Look below for the line holding "TransportError::timeout(method.clone(), uri_text.clone())" and the line holding "not be serialized.". Transcribe exactly those lines and all lines between them, nothing more.

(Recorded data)
================================
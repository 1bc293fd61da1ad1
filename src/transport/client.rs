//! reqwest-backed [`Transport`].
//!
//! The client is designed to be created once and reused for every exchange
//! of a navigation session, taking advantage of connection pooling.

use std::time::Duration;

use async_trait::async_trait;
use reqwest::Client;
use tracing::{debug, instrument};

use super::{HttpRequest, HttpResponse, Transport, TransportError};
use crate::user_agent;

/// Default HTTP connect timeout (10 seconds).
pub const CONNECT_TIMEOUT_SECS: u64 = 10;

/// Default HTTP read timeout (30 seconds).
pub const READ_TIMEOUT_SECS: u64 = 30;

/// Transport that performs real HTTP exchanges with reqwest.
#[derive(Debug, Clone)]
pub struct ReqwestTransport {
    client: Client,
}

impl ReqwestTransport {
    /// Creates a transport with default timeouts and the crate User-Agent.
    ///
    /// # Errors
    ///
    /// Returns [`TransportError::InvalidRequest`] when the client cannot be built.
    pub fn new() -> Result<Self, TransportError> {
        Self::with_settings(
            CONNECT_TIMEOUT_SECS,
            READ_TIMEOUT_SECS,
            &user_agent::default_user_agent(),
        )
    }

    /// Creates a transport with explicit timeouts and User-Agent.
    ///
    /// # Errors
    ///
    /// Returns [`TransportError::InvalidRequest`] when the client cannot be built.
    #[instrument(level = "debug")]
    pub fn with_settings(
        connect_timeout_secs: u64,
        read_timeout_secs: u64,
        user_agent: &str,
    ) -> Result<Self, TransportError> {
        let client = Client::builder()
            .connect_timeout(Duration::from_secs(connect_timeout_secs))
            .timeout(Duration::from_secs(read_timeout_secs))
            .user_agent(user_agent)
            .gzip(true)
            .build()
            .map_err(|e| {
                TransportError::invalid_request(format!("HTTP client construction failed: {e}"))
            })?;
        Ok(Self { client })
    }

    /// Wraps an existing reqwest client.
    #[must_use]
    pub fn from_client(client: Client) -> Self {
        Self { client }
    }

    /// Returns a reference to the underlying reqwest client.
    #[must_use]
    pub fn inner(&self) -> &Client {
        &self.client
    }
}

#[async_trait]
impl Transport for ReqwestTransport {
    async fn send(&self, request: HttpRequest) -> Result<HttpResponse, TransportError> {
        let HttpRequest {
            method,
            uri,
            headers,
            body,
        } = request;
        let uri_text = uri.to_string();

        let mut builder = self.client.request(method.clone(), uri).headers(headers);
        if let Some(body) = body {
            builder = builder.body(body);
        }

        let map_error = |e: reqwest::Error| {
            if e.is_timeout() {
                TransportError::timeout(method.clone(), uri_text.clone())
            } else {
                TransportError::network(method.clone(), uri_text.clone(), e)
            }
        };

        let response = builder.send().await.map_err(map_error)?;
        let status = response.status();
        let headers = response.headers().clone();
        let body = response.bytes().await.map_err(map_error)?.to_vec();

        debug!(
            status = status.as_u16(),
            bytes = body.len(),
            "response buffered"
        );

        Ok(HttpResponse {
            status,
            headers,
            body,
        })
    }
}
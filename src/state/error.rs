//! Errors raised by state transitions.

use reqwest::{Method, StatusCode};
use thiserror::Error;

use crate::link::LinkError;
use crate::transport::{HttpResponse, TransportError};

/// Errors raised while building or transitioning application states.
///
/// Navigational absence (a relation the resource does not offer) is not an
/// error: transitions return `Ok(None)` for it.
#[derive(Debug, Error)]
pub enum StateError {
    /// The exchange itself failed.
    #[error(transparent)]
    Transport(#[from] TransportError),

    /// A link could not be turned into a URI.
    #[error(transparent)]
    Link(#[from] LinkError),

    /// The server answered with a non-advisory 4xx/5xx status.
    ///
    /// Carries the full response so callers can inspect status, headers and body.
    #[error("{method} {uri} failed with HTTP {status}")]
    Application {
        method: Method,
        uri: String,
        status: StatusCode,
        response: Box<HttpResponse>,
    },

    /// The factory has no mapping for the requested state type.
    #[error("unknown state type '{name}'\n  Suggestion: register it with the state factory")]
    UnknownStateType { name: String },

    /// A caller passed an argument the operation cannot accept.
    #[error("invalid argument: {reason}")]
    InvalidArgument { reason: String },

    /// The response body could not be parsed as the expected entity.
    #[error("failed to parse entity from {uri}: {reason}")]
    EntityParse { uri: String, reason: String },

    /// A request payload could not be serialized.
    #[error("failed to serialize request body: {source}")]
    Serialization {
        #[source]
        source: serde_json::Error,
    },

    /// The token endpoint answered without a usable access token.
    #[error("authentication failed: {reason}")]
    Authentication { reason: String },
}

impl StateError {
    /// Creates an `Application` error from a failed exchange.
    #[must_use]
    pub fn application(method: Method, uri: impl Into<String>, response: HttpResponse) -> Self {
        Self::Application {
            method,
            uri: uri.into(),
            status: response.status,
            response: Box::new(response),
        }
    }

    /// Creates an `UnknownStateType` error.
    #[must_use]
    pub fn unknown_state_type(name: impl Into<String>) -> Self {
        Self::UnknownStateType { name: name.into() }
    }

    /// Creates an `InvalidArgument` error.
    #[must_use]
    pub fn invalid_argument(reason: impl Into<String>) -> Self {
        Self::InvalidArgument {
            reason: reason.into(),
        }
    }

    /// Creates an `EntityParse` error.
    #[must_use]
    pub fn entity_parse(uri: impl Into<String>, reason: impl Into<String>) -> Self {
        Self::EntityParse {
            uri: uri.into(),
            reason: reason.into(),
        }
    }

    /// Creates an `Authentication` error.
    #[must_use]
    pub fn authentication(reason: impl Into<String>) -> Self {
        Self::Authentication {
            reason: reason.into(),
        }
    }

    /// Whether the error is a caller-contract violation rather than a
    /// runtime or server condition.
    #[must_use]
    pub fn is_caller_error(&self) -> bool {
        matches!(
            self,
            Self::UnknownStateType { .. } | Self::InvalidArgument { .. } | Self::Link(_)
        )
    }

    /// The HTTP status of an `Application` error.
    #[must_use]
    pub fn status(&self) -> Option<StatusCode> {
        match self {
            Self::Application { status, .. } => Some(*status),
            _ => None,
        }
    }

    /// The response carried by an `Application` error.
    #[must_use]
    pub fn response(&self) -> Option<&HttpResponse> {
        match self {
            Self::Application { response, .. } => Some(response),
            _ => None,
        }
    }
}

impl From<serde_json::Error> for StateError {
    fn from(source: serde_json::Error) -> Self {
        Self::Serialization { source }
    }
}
================================
Written solution =>
                TransportError::timeout(method.clone(), uri_text.clone())
            } else {
                TransportError::network(method.clone(), uri_text.clone(), e)
            }
        };

        let response = builder.send().await.map_err(map_error)?;
        let status = response.status();
        let headers = response.headers().clone();
        let body = response.bytes().await.map_err(map_error)?.to_vec();

        debug!(
            status = status.as_u16(),
            bytes = body.len(),
            "response buffered"
        );

        Ok(HttpResponse {
            status,
            headers,
            body,
        })
    }
}
filename src/state/error.rs
//! Errors raised by state transitions.

use reqwest::{Method, StatusCode};
use thiserror::Error;

use crate::link::LinkError;
use crate::transport::{HttpResponse, TransportError};

/// Errors raised while building or transitioning application states.
///
/// Navigational absence (a relation the resource does not offer) is not an
/// error: transitions return `Ok(None)` for it.
#[derive(Debug, Error)]
pub enum StateError {
    /// The exchange itself failed.
    #[error(transparent)]
    Transport(#[from] TransportError),

    /// A link could not be turned into a URI.
    #[error(transparent)]
    Link(#[from] LinkError),

    /// The server answered with a non-advisory 4xx/5xx status.
    ///
    /// Carries the full response so callers can inspect status, headers and body.
    #[error("{method} {uri} failed with HTTP {status}")]
    Application {
        method: Method,
        uri: String,
        status: StatusCode,
        response: Box<HttpResponse>,
    },

    /// The factory has no mapping for the requested state type.
    #[error("unknown state type '{name}'\n  Suggestion: register it with the state factory")]
    UnknownStateType { name: String },

    /// A caller passed an argument the operation cannot accept.
    #[error("invalid argument: {reason}")]
    InvalidArgument { reason: String },

    /// The response body could not be parsed as the expected entity.
    #[error("failed to parse entity from {uri}: {reason}")]
    EntityParse { uri: String, reason: String },

    /// A request payload could not be serialized.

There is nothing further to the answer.